The thing you’re going to want to read today about new Chicago Cubs manager David Ross wasn’t just written. It wasn’t even written during the managerial search, or soon after Ross retired as a hero.
Heck, it wasn’t even written during that magical 2016 season!
Instead, it’s a profile of Ross by Wayne Drehs, written as the 2015 Cubs headed to the postseason.
I remember loving the piece back when Drehs wrote it, and it’s been kind of an ear worm for me this week as I’ve thought about the reactions to the Ross hiring. Specifically, the notion that some folks still can’t shake: how is Ross gonna lead guys he just played with? How will he represent real change from the laid-back clubhouse that was perfect under Joe Maddon for a few years, but is clearly in need of some change?
I’m saying: read the article – from after this guy’s FIRST year with the Cubs, a year in which his results were crap, and tell me you don’t come away knowing this is a guy who can lead anyone.
The piece is replete with anecdote after anecdote, observation after observation, and reality check after reality check.
A 14-year major league veteran, Ross understands as well as anyone the challenges of getting up for every game – especially a Thursday matinee at the end of an eight-game road trip. But he also realized Rizzo’s importance to the psyche of the clubhouse. If Rizzo felt he could take a day off and coast, others in the clubhouse might feel the same. Ross couldn’t let it happen.

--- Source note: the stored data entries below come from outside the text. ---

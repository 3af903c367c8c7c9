mod cmd;
mod exit;
mod logging;
mod output;

use clap::Parser;

use crate::cmd::Command;
use crate::logging::{init_logging, LogFormat, LogLevel};
use crate::output::OutputFormat;

#[derive(Parser, Debug)]
#[command(name = "simplepipe", version, about = "Named local IPC channel CLI")]
struct Cli {
    /// Output format.
    #[arg(long, value_name = "FORMAT", global = true)]
    format: Option<OutputFormat>,

    /// Log output format (stderr).
    #[arg(long, value_name = "FORMAT", default_value = "text", global = true)]
    log_format: LogFormat,

    /// Minimum log level (stderr). `SIMPLEPIPE_LOG` overrides it.
    #[arg(long, value_name = "LEVEL", default_value = "info", global = true)]
    log_level: LogLevel,

    #[command(subcommand)]
    command: Command,
}

fn main() {
    let cli = Cli::parse();
    init_logging(cli.log_format, cli.log_level);

    let format = cli.format.unwrap_or_else(OutputFormat::default_for_stdout);
    let result = cmd::run(cli.command, format);

    match result {
        Ok(code) => std::process::exit(code),
        Err(err) => {
            eprintln!("error: {err}");
            std::process::exit(err.code);
        }
    }
}
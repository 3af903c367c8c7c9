/// Errors that can occur in server, client and connection operations.
#[derive(Debug, thiserror::Error)]
pub enum PeerError {
    /// Transport-level error (bad name, instance creation, connect, attach).
    #[error("transport error: {0}")]
    Transport(#[from] simplepipe_transport::TransportError),

    /// `start()` was called on a server or client that is already running.
    #[error("already running")]
    AlreadyRunning,

    /// A worker thread could not be spawned.
    #[error("failed to spawn {what} thread: {source}")]
    Spawn {
        what: &'static str,
        source: std::io::Error,
    },

    /// The peer closed its end or the channel broke.
    #[error("peer disconnected")]
    Disconnected,

    /// The OS accepted only part of an outbound message.
    #[error("incomplete write: {written} of {expected} bytes")]
    WriteIncomplete { written: usize, expected: usize },

    /// An outbound message exceeds the connection's buffer size.
    #[error("message of {size} bytes exceeds buffer size {max}")]
    MessageTooLarge { size: usize, max: usize },

    /// An inbound message did not fit the receive buffer and was cut short.
    #[error("inbound message truncated to buffer size {capacity}")]
    MessageTruncated { capacity: usize },

    /// Zero-length messages cannot be framed.
    #[error("empty message")]
    EmptyMessage,

    /// The connection was closed, failed, or released.
    #[error("connection closed")]
    Closed,

    /// A handler callback panicked; the connection was closed.
    #[error("{event} handler panicked")]
    HandlerPanicked { event: &'static str },

    /// No live connection has this id.
    #[error("unknown connection {0}")]
    UnknownConnection(u64),

    /// Any other OS failure on the connection.
    #[error("I/O error: {0}")]
    Io(#[from] std::io::Error),
}

impl PeerError {
    /// Whether this error means the peer went away.
    pub fn is_disconnect(&self) -> bool {
        match self {
            PeerError::Disconnected => true,
            PeerError::Io(err) => simplepipe_transport::endpoint::is_disconnect(err),
            _ => false,
        }
    }

    /// The underlying OS error code, when there is one.
    pub fn raw_os_error(&self) -> Option<i32> {
        match self {
            PeerError::Io(err) => err.raw_os_error(),
            PeerError::Spawn { source, .. } => source.raw_os_error(),
            PeerError::Transport(err) => err.io_error().and_then(std::io::Error::raw_os_error),
            _ => None,
        }
    }

    /// Classify an endpoint I/O failure.
    pub(crate) fn from_io(err: std::io::Error) -> Self {
        if simplepipe_transport::endpoint::is_disconnect(&err) {
            PeerError::Disconnected
        } else {
            PeerError::Io(err)
        }
    }
}

pub type Result<T> = std::result::Result<T, PeerError>;
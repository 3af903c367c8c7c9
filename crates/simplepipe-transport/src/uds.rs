use std::io;
use std::mem;
use std::os::fd::{AsRawFd, FromRawFd, OwnedFd, RawFd};
use std::os::unix::ffi::OsStrExt;
use std::os::unix::fs::{FileTypeExt, MetadataExt, PermissionsExt};
use std::path::{Path, PathBuf};
use std::ptr;
use std::time::Duration;

use tracing::{debug, info};

use crate::endpoint::{Readiness, Received};

/// Pending connections the kernel queues while the acceptor is busy.
const LISTEN_BACKLOG: libc::c_int = 128;

// Apple targets have no MSG_NOSIGNAL (and no AF_UNIX seqpacket sockets either,
// so socket creation already fails there).
#[cfg(not(target_vendor = "apple"))]
const SEND_FLAGS: libc::c_int = libc::MSG_NOSIGNAL;
#[cfg(target_vendor = "apple")]
const SEND_FLAGS: libc::c_int = 0;

/// Listening `SOCK_SEQPACKET` Unix domain socket bound to a filesystem path.
///
/// The socket file is removed on drop, unless something else has replaced it
/// in the meantime.
pub(crate) struct ListenSocket {
    fd: OwnedFd,
    path: PathBuf,
    created_inode: Option<(u64, u64)>,
}

impl ListenSocket {
    /// Bind and listen on `path`.
    ///
    /// A stale socket file left behind by a dead server is removed first. A
    /// socket that still accepts connections is a name collision, and any
    /// non-socket file is never touched.
    pub(crate) fn bind(path: &Path, mode: u32) -> io::Result<Self> {
        if path.exists() {
            let metadata = std::fs::symlink_metadata(path)?;
            if !metadata.file_type().is_socket() {
                return Err(io::Error::new(
                    io::ErrorKind::AlreadyExists,
                    "existing path is not a unix socket",
                ));
            }
            if SeqPacket::connect(path).is_ok() {
                return Err(io::Error::new(
                    io::ErrorKind::AddrInUse,
                    "channel name is already served by another listener",
                ));
            }
            debug!(?path, "removing stale socket");
            std::fs::remove_file(path)?;
        }

        let fd = new_socket()?;
        let (addr, len) = sockaddr_un(path)?;
        // SAFETY: `addr` is an initialized sockaddr_un and `len` covers its used prefix.
        cvt(unsafe {
            libc::bind(
                fd.as_raw_fd(),
                (&addr as *const libc::sockaddr_un).cast::<libc::sockaddr>(),
                len,
            )
        })?;

        std::fs::set_permissions(path, std::fs::Permissions::from_mode(mode))?;
        let created = std::fs::symlink_metadata(path)?;

        // SAFETY: `fd` is a bound socket owned by this function.
        cvt(unsafe { libc::listen(fd.as_raw_fd(), LISTEN_BACKLOG) })?;

        info!(?path, "listening on seqpacket socket");

        Ok(Self {
            fd,
            path: path.to_path_buf(),
            created_inode: Some((created.dev(), created.ino())),
        })
    }

    /// Block until a client attaches.
    pub(crate) fn accept(&self) -> io::Result<SeqPacket> {
        loop {
            // SAFETY: null address pointers are allowed when the peer address is not wanted.
            let rc = unsafe { libc::accept(self.fd.as_raw_fd(), ptr::null_mut(), ptr::null_mut()) };
            if rc == -1 {
                let err = io::Error::last_os_error();
                if err.kind() == io::ErrorKind::Interrupted {
                    continue;
                }
                return Err(err);
            }
            // SAFETY: accept(2) returned a fresh descriptor nobody else owns.
            let fd = unsafe { OwnedFd::from_raw_fd(rc) };
            set_cloexec(&fd)?;
            debug!(path = ?self.path, "client attached");
            return Ok(SeqPacket { fd });
        }
    }
}

impl Drop for ListenSocket {
    fn drop(&mut self) {
        let Some((expected_dev, expected_ino)) = self.created_inode else {
            return;
        };
        if let Ok(metadata) = std::fs::symlink_metadata(&self.path) {
            if metadata.file_type().is_socket()
                && metadata.dev() == expected_dev
                && metadata.ino() == expected_ino
            {
                debug!(path = ?self.path, "cleaning up socket file");
                let _ = std::fs::remove_file(&self.path);
            } else {
                debug!(
                    path = ?self.path,
                    "socket path identity changed; skipping cleanup"
                );
            }
        }
    }
}

/// One attached, connection-oriented, message-preserving socket.
pub(crate) struct SeqPacket {
    fd: OwnedFd,
}

impl SeqPacket {
    /// Attach to a listening socket at `path`.
    pub(crate) fn connect(path: &Path) -> io::Result<Self> {
        let fd = new_socket()?;
        let (addr, len) = sockaddr_un(path)?;
        // SAFETY: `addr` is an initialized sockaddr_un and `len` covers its used prefix.
        cvt(unsafe {
            libc::connect(
                fd.as_raw_fd(),
                (&addr as *const libc::sockaddr_un).cast::<libc::sockaddr>(),
                len,
            )
        })?;
        Ok(Self { fd })
    }

    pub(crate) fn poll_readable(&self, timeout: Duration) -> io::Result<Readiness> {
        let mut pfd = libc::pollfd {
            fd: self.fd.as_raw_fd(),
            events: libc::POLLIN,
            revents: 0,
        };
        let timeout_ms = timeout.as_millis().clamp(1, libc::c_int::MAX as u128) as libc::c_int;

        // SAFETY: `pfd` is a valid array of one pollfd for the duration of the call.
        let rc = unsafe { libc::poll(&mut pfd, 1, timeout_ms) };
        if rc == -1 {
            let err = io::Error::last_os_error();
            if err.kind() == io::ErrorKind::Interrupted {
                return Ok(Readiness::Idle);
            }
            return Err(err);
        }
        if rc == 0 {
            return Ok(Readiness::Idle);
        }

        if pfd.revents & libc::POLLNVAL != 0 {
            return Err(io::Error::from_raw_os_error(libc::EBADF));
        }
        // POLLERR is reported by the following recv.
        if pfd.revents & (libc::POLLIN | libc::POLLERR) != 0 {
            return Ok(Readiness::Readable);
        }
        if pfd.revents & libc::POLLHUP != 0 {
            return Ok(Readiness::Hangup);
        }
        Ok(Readiness::Idle)
    }

    pub(crate) fn recv(&self, buf: &mut [u8]) -> io::Result<Received> {
        let mut iov = libc::iovec {
            iov_base: buf.as_mut_ptr().cast::<libc::c_void>(),
            iov_len: buf.len(),
        };
        // SAFETY: msghdr is a plain C struct; all-zero means no name and no control data.
        let mut msg: libc::msghdr = unsafe { mem::zeroed() };
        msg.msg_iov = &mut iov;
        msg.msg_iovlen = 1;

        loop {
            // SAFETY: `msg` points at `iov`, which points at `buf`; both outlive the call.
            let rc = unsafe { libc::recvmsg(self.fd.as_raw_fd(), &mut msg, 0) };
            if rc == -1 {
                let err = io::Error::last_os_error();
                if err.kind() == io::ErrorKind::Interrupted {
                    continue;
                }
                return Err(err);
            }
            let len = rc as usize;
            if len == 0 {
                return Ok(Received::Closed);
            }
            if msg.msg_flags & libc::MSG_TRUNC != 0 {
                return Ok(Received::Truncated { len });
            }
            return Ok(Received::Message(len));
        }
    }

    pub(crate) fn send(&self, buf: &[u8]) -> io::Result<usize> {
        loop {
            // SAFETY: `buf` is valid for `buf.len()` bytes for the duration of the call.
            let rc = unsafe {
                libc::send(
                    self.fd.as_raw_fd(),
                    buf.as_ptr().cast::<libc::c_void>(),
                    buf.len(),
                    SEND_FLAGS,
                )
            };
            if rc == -1 {
                let err = io::Error::last_os_error();
                if err.kind() == io::ErrorKind::Interrupted {
                    continue;
                }
                return Err(err);
            }
            return Ok(rc as usize);
        }
    }

    /// Sent messages are already queued at the peer; nothing to drain.
    pub(crate) fn flush(&self) -> io::Result<()> {
        Ok(())
    }

    /// Shut down both directions, waking any thread blocked in poll, recv or send.
    pub(crate) fn cancel(&self) {
        // SAFETY: `fd` is a valid socket; shutdown(2) on it has no memory effects.
        let _ = unsafe { libc::shutdown(self.fd.as_raw_fd(), libc::SHUT_RDWR) };
    }

    pub(crate) fn os_handle(&self) -> RawFd {
        self.fd.as_raw_fd()
    }
}

fn cvt(rc: libc::c_int) -> io::Result<libc::c_int> {
    if rc == -1 {
        Err(io::Error::last_os_error())
    } else {
        Ok(rc)
    }
}

fn new_socket() -> io::Result<OwnedFd> {
    // SAFETY: socket(2) with constant arguments has no memory effects.
    let raw = cvt(unsafe { libc::socket(libc::AF_UNIX, libc::SOCK_SEQPACKET, 0) })?;
    // SAFETY: socket(2) returned a fresh descriptor nobody else owns.
    let fd = unsafe { OwnedFd::from_raw_fd(raw) };
    set_cloexec(&fd)?;
    Ok(fd)
}

fn set_cloexec(fd: &OwnedFd) -> io::Result<()> {
    // SAFETY: `fd` is an open descriptor owned by the caller.
    cvt(unsafe { libc::fcntl(fd.as_raw_fd(), libc::F_SETFD, libc::FD_CLOEXEC) })?;
    Ok(())
}

fn sockaddr_un(path: &Path) -> io::Result<(libc::sockaddr_un, libc::socklen_t)> {
    // SAFETY: sockaddr_un is a plain C struct for which all-zero bytes are valid.
    let mut addr: libc::sockaddr_un = unsafe { mem::zeroed() };
    addr.sun_family = libc::AF_UNIX as libc::sa_family_t;

    let bytes = path.as_os_str().as_bytes();
    if bytes.len() >= addr.sun_path.len() {
        return Err(io::Error::new(
            io::ErrorKind::InvalidInput,
            "socket path too long",
        ));
    }
    for (dst, src) in addr.sun_path.iter_mut().zip(bytes) {
        *dst = *src as libc::c_char;
    }

    let offset = addr.sun_path.as_ptr() as usize - (&addr as *const libc::sockaddr_un as usize);
    let len = offset + bytes.len() + 1;
    Ok((addr, len as libc::socklen_t))
}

With the bases loaded and nobody out in the first inning, Rizzo rolled over a 1-1 pitch from Charlie Morton, a pitcher with a career 4.54 ERA, grounding into a double play. Morton is “a pitcher I would expect [Rizzo] to have a good day against,” Ross said. Two innings later, Rizzo walked with one out and advanced to third on a double by Kris Bryant. But Ross thought he could have scored. The inning ended with Rizzo stranded on third. In the dugout later, Rizzo asked if Ross thought he could have scored. That’s when the 38-year-old sounded off.
“You want my honest opinion?” Ross said. “I don’t think you came ready to play today. I don’t see the intensity in your game. I don’t see the intensity in your at-bats. I don’t think you’re bringing it.”
Rizzo didn’t like what he was hearing. Ross had played in less than half the Cubs’ games. He’d struck out twice as many times as he’d gotten a hit. Like most team sports, a baseball player’s clubhouse clout is generally tied to his on-field performance. But Rizzo respectfully listened to Ross. He took it all in. And two innings later, facing Morton for a third time, Rizzo crushed a 1-0 pitch into the right field bleachers to give the Cubs a 5-4 lead in a game they eventually won 9-6. After his home run trot, Rizzo made a beeline to Ross, planted his head into the catcher’s chest and started punching him in the gut.
“I started screaming at him,” Rizzo said. “It’s one of those things … [Ross] doesn’t demand respect — he earns it. He lets you know in a nice way, and he’ll get on you in a rough way if he needs to. I tell him all the time I just want to go out and prove to him I can bring it everyday.”
Do you really think David Ross is going to have any trouble leading Anthony Rizzo? Or any other player in that clubhouse?
Ross is not Joe Maddon, in ways both complimentary and mere descriptive. Ross was like a player coach on those 2015 and 2016 teams, and for as much as the organization now needs to change and improve, it isn’t merely “looking back” to bring Ross on board as the manager – not if he was one of the best parts of those teams behind the scenes.
Read the ESPN piece. If nothing else, you’ll enjoy the stroll down memory lane.